Exercise brief. Write out the entries again. Match each one exactly.

+++

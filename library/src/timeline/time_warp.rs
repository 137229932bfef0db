use log::{debug, warn};

use super::{TimelineModel, notifier};
use crate::error::{LibraryError, Result};
use crate::model::{ClipId, MAX_FRAMES};
use crate::undo::{Fun, noop, push_back};

impl TimelineModel {
    /// Change the playback speed of a clip, and with it its duration.
    ///
    /// The new playtime is `round(playtime * old_speed / speed)`, capped to the
    /// warped producer length for bounded clips. Requests that would leave less
    /// than one frame fail with [`LibraryError::SpeedTooHigh`].
    ///
    /// For a placed clip that grows into its right neighbour, `keep_placement`
    /// decides between rejecting with [`LibraryError::PlacementConflict`] and
    /// shifting every later clip on the track by the overlap. Orphan clips skip
    /// placement entirely.
    ///
    /// On failure nothing is modified and `undo`/`redo` are left as they were.
    /// On success they are extended so that `undo` restores the exact prior
    /// in/out/speed and positions, and `redo` recomputes the warp.
    pub fn request_clip_time_warp(
        &mut self,
        clip_id: ClipId,
        speed: f64,
        keep_placement: bool,
        announce: bool,
        undo: &mut Fun,
        redo: &mut Fun,
    ) -> Result<()> {
        let result = self.try_clip_time_warp(clip_id, speed, keep_placement, announce, undo, redo);
        if let Err(e) = &result {
            warn!("Time warp of clip {} to speed {} rejected: {}", clip_id, speed, e);
        }
        result
    }

    fn try_clip_time_warp(
        &mut self,
        clip_id: ClipId,
        speed: f64,
        keep_placement: bool,
        announce: bool,
        undo: &mut Fun,
        redo: &mut Fun,
    ) -> Result<()> {
        let clip = self.clip_ref(clip_id)?;
        let old_speed = clip.speed();
        let old_playtime = clip.playtime()?;
        let snapshot = clip.snapshot();
        let bounds = clip.plan_time_warp(speed)?;
        let new_playtime = bounds.playtime();

        // Later clips that have to make room, and by how much.
        let mut displaced = None;
        if let Some(track_id) = clip.track_id() {
            let position = clip.position();
            if position + new_playtime > MAX_FRAMES {
                return Err(LibraryError::InvalidSpeed(speed));
            }
            let track = self.track_ref(track_id)?;
            if let Some((next_position, _)) = track.next_after(position) {
                let overlap = position + new_playtime - next_position;
                if overlap > 0 {
                    if keep_placement {
                        return Err(LibraryError::PlacementConflict {
                            clip_id,
                            track_id,
                            position,
                        });
                    }
                    let later: Vec<ClipId> = track
                        .clips_after(position)
                        .into_iter()
                        .map(|(_, id)| id)
                        .collect();
                    if let Some(&last) = later.last() {
                        let last = self.clip_ref(last)?;
                        if last.position() + last.playtime()? + overlap > MAX_FRAMES {
                            return Err(LibraryError::PlacementConflict {
                                clip_id,
                                track_id,
                                position,
                            });
                        }
                    }
                    displaced = Some((track_id, later, overlap));
                }
            }
        }

        let mut local_undo = noop();
        let mut local_redo = noop();
        if let Some((track_id, later, overlap)) = displaced {
            let restore = later.clone();
            self.apply_step(
                Box::new(move |tl: &mut TimelineModel| tl.shift_clips(track_id, &later, overlap)),
                Box::new(move |tl: &mut TimelineModel| {
                    tl.shift_clips(track_id, &restore, -overlap)
                }),
                &mut local_undo,
                &mut local_redo,
            )?;
        }
        self.apply_step(
            Box::new(move |tl: &mut TimelineModel| tl.warp_clip(clip_id, speed)),
            Box::new(move |tl: &mut TimelineModel| tl.restore_clip(clip_id, snapshot)),
            &mut local_undo,
            &mut local_redo,
        )?;
        if announce {
            push_back(notifier(clip_id), &mut local_undo);
            push_back(notifier(clip_id), &mut local_redo);
            self.notify_clip_changed(clip_id);
        }

        debug!(
            "Clip {} warped: speed {} -> {}, playtime {} -> {}",
            clip_id, old_speed, speed, old_playtime, new_playtime
        );
        self.commit(local_undo, local_redo, undo, redo);
        Ok(())
    }
}

#[cfg(test)]
mod tests {
    use crate::config::TimelineConfig;
    use crate::error::LibraryError;
    use crate::model::{BinModel, Producer};
    use crate::timeline::TimelineModel;
    use crate::undo::noop;

    #[test]
    fn test_failed_warp_leaves_actions_untouched() {
        let mut bin = BinModel::new();
        let producer = bin.add_producer(Producer::new("blue", 10));
        let mut timeline = TimelineModel::new(TimelineConfig::default());
        let clip = timeline.construct_clip(&bin, producer, None).unwrap();

        let mut undo = noop();
        let mut redo = noop();
        let result =
            timeline.request_clip_time_warp(clip, 100.0, false, false, &mut undo, &mut redo);
        assert!(matches!(result, Err(LibraryError::SpeedTooHigh { .. })));

        // The pair is still the identity.
        assert!(redo(&mut timeline));
        assert_eq!(timeline.clip_speed(clip).unwrap(), 1.0);
        assert_eq!(timeline.clip_playtime(clip).unwrap(), 10);
    }

    #[test]
    fn test_unknown_clip() {
        let mut timeline = TimelineModel::default();
        let mut undo = noop();
        let mut redo = noop();
        assert!(matches!(
            timeline.request_clip_time_warp(7, 2.0, true, false, &mut undo, &mut redo),
            Err(LibraryError::UnknownClip(7))
        ));
    }
}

+++

Answer space.
filename library/src/timeline/time_warp.rs
repository 137229932bfef0db
use log::{debug, warn};

use super::{TimelineModel, notifier};
use crate::error::{LibraryError, Result};
use crate::model::{ClipId, MAX_FRAMES};
use crate::undo::{Fun, noop, push_back};

impl TimelineModel {
    /// Change the playback speed of a clip, and with it its duration.
    ///
    /// The new playtime is `round(playtime * old_speed / speed)`, capped to the
    /// warped producer length for bounded clips. Requests that would leave less
    /// than one frame fail with [`LibraryError::SpeedTooHigh`].
    ///
    /// For a placed clip that grows into its right neighbour, `keep_placement`
    /// decides between rejecting with [`LibraryError::PlacementConflict`] and
    /// shifting every later clip on the track by the overlap. Orphan clips skip
    /// placement entirely.
    ///
    /// On failure nothing is modified and `undo`/`redo` are left as they were.
    /// On success they are extended so that `undo` restores the exact prior
    /// in/out/speed and positions, and `redo` recomputes the warp.
    pub fn request_clip_time_warp(
        &mut self,
        clip_id: ClipId,
        speed: f64,
        keep_placement: bool,
        announce: bool,
        undo: &mut Fun,
        redo: &mut Fun,
    ) -> Result<()> {
        let result = self.try_clip_time_warp(clip_id, speed, keep_placement, announce, undo, redo);
        if let Err(e) = &result {
            warn!("Time warp of clip {} to speed {} rejected: {}", clip_id, speed, e);
        }
        result
    }

    fn try_clip_time_warp(
        &mut self,
        clip_id: ClipId,
        speed: f64,
        keep_placement: bool,
        announce: bool,
        undo: &mut Fun,
        redo: &mut Fun,
    ) -> Result<()> {
        let clip = self.clip_ref(clip_id)?;
        let old_speed = clip.speed();
        let old_playtime = clip.playtime()?;
        let snapshot = clip.snapshot();
        let bounds = clip.plan_time_warp(speed)?;
        let new_playtime = bounds.playtime();

        // Later clips that have to make room, and by how much.
        let mut displaced = None;
        if let Some(track_id) = clip.track_id() {
            let position = clip.position();
            if position + new_playtime > MAX_FRAMES {
                return Err(LibraryError::InvalidSpeed(speed));
            }
            let track = self.track_ref(track_id)?;
            if let Some((next_position, _)) = track.next_after(position) {
                let overlap = position + new_playtime - next_position;
                if overlap > 0 {
                    if keep_placement {
                        return Err(LibraryError::PlacementConflict {
                            clip_id,
                            track_id,
                            position,
                        });
                    }
                    let later: Vec<ClipId> = track
                        .clips_after(position)
                        .into_iter()
                        .map(|(_, id)| id)
                        .collect();
                    if let Some(&last) = later.last() {
                        let last = self.clip_ref(last)?;
                        if last.position() + last.playtime()? + overlap > MAX_FRAMES {
                            return Err(LibraryError::PlacementConflict {
                                clip_id,
                                track_id,
                                position,
                            });
                        }
                    }
                    displaced = Some((track_id, later, overlap));
                }
            }
        }

        let mut local_undo = noop();
        let mut local_redo = noop();
        if let Some((track_id, later, overlap)) = displaced {
            let restore = later.clone();
            self.apply_step(
                Box::new(move |tl: &mut TimelineModel| tl.shift_clips(track_id, &later, overlap)),
                Box::new(move |tl: &mut TimelineModel| {
                    tl.shift_clips(track_id, &restore, -overlap)
                }),
                &mut local_undo,
                &mut local_redo,
            )?;
        }
        self.apply_step(
            Box::new(move |tl: &mut TimelineModel| tl.warp_clip(clip_id, speed)),
            Box::new(move |tl: &mut TimelineModel| tl.restore_clip(clip_id, snapshot)),
            &mut local_undo,
            &mut local_redo,
        )?;
        if announce {
            push_back(notifier(clip_id), &mut local_undo);
            push_back(notifier(clip_id), &mut local_redo);
            self.notify_clip_changed(clip_id);
        }

        debug!(
            "Clip {} warped: speed {} -> {}, playtime {} -> {}",
            clip_id, old_speed, speed, old_playtime, new_playtime
        );
        self.commit(local_undo, local_redo, undo, redo);
        Ok(())
    }
}

#[cfg(test)]
mod tests {
    use crate::config::TimelineConfig;
    use crate::error::LibraryError;
    use crate::model::{BinModel, Producer};
    use crate::timeline::TimelineModel;
    use crate::undo::noop;

    #[test]
    fn test_failed_warp_leaves_actions_untouched() {
        let mut bin = BinModel::new();
        let producer = bin.add_producer(Producer::new("blue", 10));
        let mut timeline = TimelineModel::new(TimelineConfig::default());
        let clip = timeline.construct_clip(&bin, producer, None).unwrap();

        let mut undo = noop();
        let mut redo = noop();
        let result =
            timeline.request_clip_time_warp(clip, 100.0, false, false, &mut undo, &mut redo);
        assert!(matches!(result, Err(LibraryError::SpeedTooHigh { .. })));

        // The pair is still the identity.
        assert!(redo(&mut timeline));
        assert_eq!(timeline.clip_speed(clip).unwrap(), 1.0);
        assert_eq!(timeline.clip_playtime(clip).unwrap(), 10);
    }

    #[test]
    fn test_unknown_clip() {
        let mut timeline = TimelineModel::default();
        let mut undo = noop();
        let mut redo = noop();
        assert!(matches!(
            timeline.request_clip_time_warp(7, 2.0, true, false, &mut undo, &mut redo),
            Err(LibraryError::UnknownClip(7))
        ));
    }
}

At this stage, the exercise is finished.